# [Problem to solve]
Please give again, word for word, the lines that lie between the start of the listing below and the line with "pub struct Playfield", both included.

# [Records for the task]
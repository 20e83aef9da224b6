//! Actors: paddles, the ball, and targets
//!
//! Each actor owns its own motion rule. Collision *responses* live here too
//! (`on_paddle_hit`, `on_target_hit`); deciding *when* they fire is the tick
//! pipeline's job.

use glam::Vec2;
use serde::{Deserialize, Serialize};

use super::collision::{Aabb, BoundingVolume};
use super::rng::DirectionSource;
use super::snapshot::{ActorKind, SpriteView};
use crate::Color;
use crate::settings::PaddleLayout;

/// Anything the renderer can draw and the collision pass can test
pub trait Bounded {
    fn bounds(&self) -> BoundingVolume;
    fn sprite(&self) -> SpriteView;
}

/// Anything that advances on its own each tick
pub trait Tickable {
    /// What the step reports back to the caller
    type Outcome;

    fn tick(&mut self, dt: f32, field: &Playfield) -> Self::Outcome;
}

/// The rectangle everything plays inside, origin at the top-left
#[derive(Debug, Clone, Copy, PartialEq, Serialize, Deserialize)]
pub struct Playfield {
    pub width: f32,
    pub height: f32,
}

impl Playfield {
    pub fn new(width: f32, height: f32) -> Self {
        Self { width, height }
    }

    pub fn center(&self) -> Vec2 {
        Vec2::new(self.width / 2.0, self.height / 2.0)
    }

    pub fn bounds(&self) -> Aabb {
        Aabb::from_top_left(Vec2::ZERO, Vec2::new(self.width, self.height))
    }
}

/// A playfield edge
#[derive(Debug, Clone, Copy, PartialEq, Eq, Serialize, Deserialize)]
pub enum Edge {
    Top,
    Bottom,
    Left,
    Right,
}

/// Which edges bounce the ball; the rest are exits
#[derive(Debug, Clone, Copy, PartialEq, Eq, Serialize, Deserialize)]
pub struct Walls {
    pub top: bool,
    pub bottom: bool,
    pub left: bool,
    pub right: bool,
}

impl Walls {
    pub fn for_layout(layout: PaddleLayout) -> Self {
        match layout {
            PaddleLayout::Versus => Self {
                top: true,
                bottom: true,
                left: false,
                right: false,
            },
            PaddleLayout::Solo => Self {
                top: true,
                bottom: false,
                left: true,
                right: true,
            },
        }
    }
}

/// Owning side of a paddle, also used to credit points
#[derive(Debug, Clone, Copy, PartialEq, Eq, Hash, Serialize, Deserialize)]
pub enum PaddleSide {
    Left,
    Right,
    /// The lone paddle of a solo layout
    Bottom,
}

impl PaddleSide {
    /// Side that scores when the ball leaves past this one
    pub fn opponent(&self) -> Option<PaddleSide> {
        match self {
            PaddleSide::Left => Some(PaddleSide::Right),
            PaddleSide::Right => Some(PaddleSide::Left),
            PaddleSide::Bottom => None,
        }
    }
}

/// Axis a paddle slides along
#[derive(Debug, Clone, Copy, PartialEq, Eq)]
pub enum Axis {
    Horizontal,
    Vertical,
}

/// Discrete control direction for one paddle this frame
#[derive(Debug, Clone, Copy, PartialEq, Eq, Default, Serialize, Deserialize)]
pub enum ControlIntent {
    #[default]
    None,
    Up,
    Down,
    Left,
    Right,
}

impl ControlIntent {
    /// Map raw input names to an intent; anything unknown is `None`
    pub fn parse(s: &str) -> Self {
        match s.trim().to_lowercase().as_str() {
            "up" | "w" => ControlIntent::Up,
            "down" | "s" => ControlIntent::Down,
            "left" | "a" => ControlIntent::Left,
            "right" | "d" => ControlIntent::Right,
            "none" | "" => ControlIntent::None,
            other => {
                log::debug!("Ignoring unknown control intent {:?}", other);
                ControlIntent::None
            }
        }
    }
}

/// A player paddle
#[derive(Debug, Clone, Serialize, Deserialize)]
pub struct Paddle {
    pub id: u32,
    pub side: PaddleSide,
    pub center: Vec2,
    pub half_extents: Vec2,
    /// Set from the control intent each tick
    pub velocity: Vec2,
    pub speed: f32,
    pub color: Color,
}

impl Paddle {
    pub fn new(id: u32, side: PaddleSide, center: Vec2, size: Vec2, speed: f32, color: Color) -> Self {
        Self {
            id,
            side,
            center,
            half_extents: size / 2.0,
            velocity: Vec2::ZERO,
            speed,
            color,
        }
    }

    pub fn axis(&self) -> Axis {
        match self.side {
            PaddleSide::Left | PaddleSide::Right => Axis::Vertical,
            PaddleSide::Bottom => Axis::Horizontal,
        }
    }

    /// Unit vector from the paddle's face into the playfield
    pub fn outward(&self) -> Vec2 {
        match self.side {
            PaddleSide::Left => Vec2::X,
            PaddleSide::Right => Vec2::NEG_X,
            PaddleSide::Bottom => Vec2::NEG_Y,
        }
    }

    pub fn rect(&self) -> Aabb {
        Aabb::new(self.center, self.half_extents)
    }

    /// Intents orthogonal to the paddle's axis stop it
    pub fn set_control_intent(&mut self, intent: ControlIntent) {
        let dir = match (self.axis(), intent) {
            (Axis::Vertical, ControlIntent::Up) => Vec2::NEG_Y,
            (Axis::Vertical, ControlIntent::Down) => Vec2::Y,
            (Axis::Horizontal, ControlIntent::Left) => Vec2::NEG_X,
            (Axis::Horizontal, ControlIntent::Right) => Vec2::X,
            _ => Vec2::ZERO,
        };
        self.velocity = dir * self.speed;
    }
}

impl Tickable for Paddle {
    type Outcome = ();

    /// Move, then hard-clamp inside the field on the paddle's axis.
    /// Velocity is kept so a reversed intent takes effect on the next tick.
    fn tick(&mut self, dt: f32, field: &Playfield) {
        self.center += self.velocity * dt;
        match self.axis() {
            Axis::Vertical => {
                let half = self.half_extents.y;
                self.center.y = self.center.y.min(field.height - half).max(half);
            }
            Axis::Horizontal => {
                let half = self.half_extents.x;
                self.center.x = self.center.x.min(field.width - half).max(half);
            }
        }
    }
}

impl Bounded for Paddle {
    fn bounds(&self) -> BoundingVolume {
        BoundingVolume::Rect(self.rect())
    }

    fn sprite(&self) -> SpriteView {
        SpriteView {
            kind: ActorKind::Paddle,
            id: self.id,
            volume: self.bounds(),
            color: self.color,
            side: Some(self.side),
        }
    }
}

/// What happened to the ball during its own step
#[derive(Debug, Clone, Copy, Default, PartialEq, Eq)]
pub struct BallStep {
    /// Wall the ball bounced off, if any
    pub bounced: Option<Edge>,
    /// Exit edge the ball is fully past, if any
    pub exit: Option<Edge>,
}

/// The ball
#[derive(Debug, Clone, Serialize, Deserialize)]
pub struct Ball {
    pub id: u32,
    pub center: Vec2,
    pub velocity: Vec2,
    pub radius: f32,
    /// Paddle that last redirected the ball
    pub last_toucher: Option<PaddleSide>,
    pub walls: Walls,
    pub color: Color,
}

impl Ball {
    pub fn new(id: u32, radius: f32, walls: Walls) -> Self {
        Self {
            id,
            center: Vec2::ZERO,
            velocity: Vec2::ZERO,
            radius,
            last_toucher: None,
            walls,
            color: Color::default(),
        }
    }

    #[inline]
    pub fn left(&self) -> f32 {
        self.center.x - self.radius
    }

    #[inline]
    pub fn right(&self) -> f32 {
        self.center.x + self.radius
    }

    #[inline]
    pub fn top(&self) -> f32 {
        self.center.y - self.radius
    }

    #[inline]
    pub fn bottom(&self) -> f32 {
        self.center.y + self.radius
    }

    pub fn speed(&self) -> f32 {
        self.velocity.length()
    }

    /// Paddle redirect: always rebound away from the paddle, whatever the
    /// incoming direction
    pub fn on_paddle_hit(&mut self, side: PaddleSide) {
        match side {
            PaddleSide::Left => self.velocity.x = self.velocity.x.abs(),
            PaddleSide::Right => self.velocity.x = -self.velocity.x.abs(),
            PaddleSide::Bottom => self.velocity.y = -self.velocity.y.abs(),
        }
        self.last_toucher = Some(side);
    }

    /// Target bounce: flip vertical velocity regardless of the face struck
    pub fn on_target_hit(&mut self) {
        self.velocity.y = -self.velocity.y;
    }

    /// Re-center on a fresh random diagonal and forget who touched it
    pub fn reset(&mut self, center: Vec2, speed: f32, directions: &mut impl DirectionSource) {
        self.center = center;
        let vx = directions.random_sign() * speed;
        let vy = directions.random_sign() * speed;
        self.velocity = Vec2::new(vx, vy);
        self.last_toucher = None;
    }

    /// Rest on the paddle's face, motionless, until launched
    pub fn park_on(&mut self, paddle: &Paddle) {
        let outward = paddle.outward();
        let reach = (paddle.half_extents * outward).length() + self.radius;
        self.center = paddle.center + outward * reach;
        self.velocity = Vec2::ZERO;
    }

    /// Leave the paddle on a diagonal with a random lateral sign
    pub fn launch_from(
        &mut self,
        paddle: &Paddle,
        speed: f32,
        directions: &mut impl DirectionSource,
    ) {
        let outward = paddle.outward();
        let lateral = outward.perp();
        self.velocity = (outward + lateral * directions.random_sign()) * speed;
        self.last_toucher = Some(paddle.side);
    }
}

impl Tickable for Ball {
    type Outcome = BallStep;

    /// Integrate, bounce off enabled walls, report exits.
    ///
    /// A bounce flips the velocity component only while the ball moves into
    /// the wall and always clamps the ball back to the wall, so it can never
    /// straddle a boundary on the next tick.
    fn tick(&mut self, dt: f32, field: &Playfield) -> BallStep {
        self.center += self.velocity * dt;
        let mut step = BallStep::default();

        if self.walls.top && self.top() <= 0.0 {
            if self.velocity.y < 0.0 {
                self.velocity.y = -self.velocity.y;
                step.bounced = Some(Edge::Top);
            }
            self.center.y = self.radius;
        }
        if self.walls.bottom && self.bottom() >= field.height {
            if self.velocity.y > 0.0 {
                self.velocity.y = -self.velocity.y;
                step.bounced = Some(Edge::Bottom);
            }
            self.center.y = field.height - self.radius;
        }
        if self.walls.left && self.left() <= 0.0 {
            if self.velocity.x < 0.0 {
                self.velocity.x = -self.velocity.x;
                step.bounced = Some(Edge::Left);
            }
            self.center.x = self.radius;
        }
        if self.walls.right && self.right() >= field.width {
            if self.velocity.x > 0.0 {
                self.velocity.x = -self.velocity.x;
                step.bounced = Some(Edge::Right);
            }
            self.center.x = field.width - self.radius;
        }

        step.exit = if !self.walls.left && self.right() < 0.0 {
            Some(Edge::Left)
        } else if !self.walls.right && self.left() > field.width {
            Some(Edge::Right)
        } else if !self.walls.bottom && self.top() > field.height {
            Some(Edge::Bottom)
        } else if !self.walls.top && self.bottom() < 0.0 {
            Some(Edge::Top)
        } else {
            None
        };

        step
    }
}

impl Bounded for Ball {
    fn bounds(&self) -> BoundingVolume {
        BoundingVolume::circle(self.center, self.radius)
    }

    fn sprite(&self) -> SpriteView {
        SpriteView {
            kind: ActorKind::Ball,
            id: self.id,
            volume: self.bounds(),
            color: self.color,
            side: self.last_toucher,
        }
    }
}

/// A destructible grid cell
#[derive(Debug, Clone, Serialize, Deserialize)]
pub struct Target {
    pub id: u32,
    pub row: u32,
    pub col: u32,
    pub rect: Aabb,
    pub color: Color,
    pub alive: bool,
}

impl Bounded for Target {
    fn bounds(&self) -> BoundingVolume {
        BoundingVolume::Rect(self.rect)
    }

    fn sprite(&self) -> SpriteView {
        SpriteView {
            kind: ActorKind::Target,
            id: self.id,
            volume: self.bounds(),
            color: self.color,
            side: None,
        }
    }
}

# [Solution]
repository 20e83aef9da224b6
//! Actors: paddles, the ball, and targets
//!
//! Each actor owns its own motion rule. Collision *responses* live here too
//! (`on_paddle_hit`, `on_target_hit`); deciding *when* they fire is the tick
//! pipeline's job.

use glam::Vec2;
use serde::{Deserialize, Serialize};

use super::collision::{Aabb, BoundingVolume};
use super::rng::DirectionSource;
use super::snapshot::{ActorKind, SpriteView};
use crate::Color;
use crate::settings::PaddleLayout;

/// Anything the renderer can draw and the collision pass can test
pub trait Bounded {
    fn bounds(&self) -> BoundingVolume;
    fn sprite(&self) -> SpriteView;
}

/// Anything that advances on its own each tick
pub trait Tickable {
    /// What the step reports back to the caller
    type Outcome;

    fn tick(&mut self, dt: f32, field: &Playfield) -> Self::Outcome;
}

/// The rectangle everything plays inside, origin at the top-left
#[derive(Debug, Clone, Copy, PartialEq, Serialize, Deserialize)]
pub struct Playfield {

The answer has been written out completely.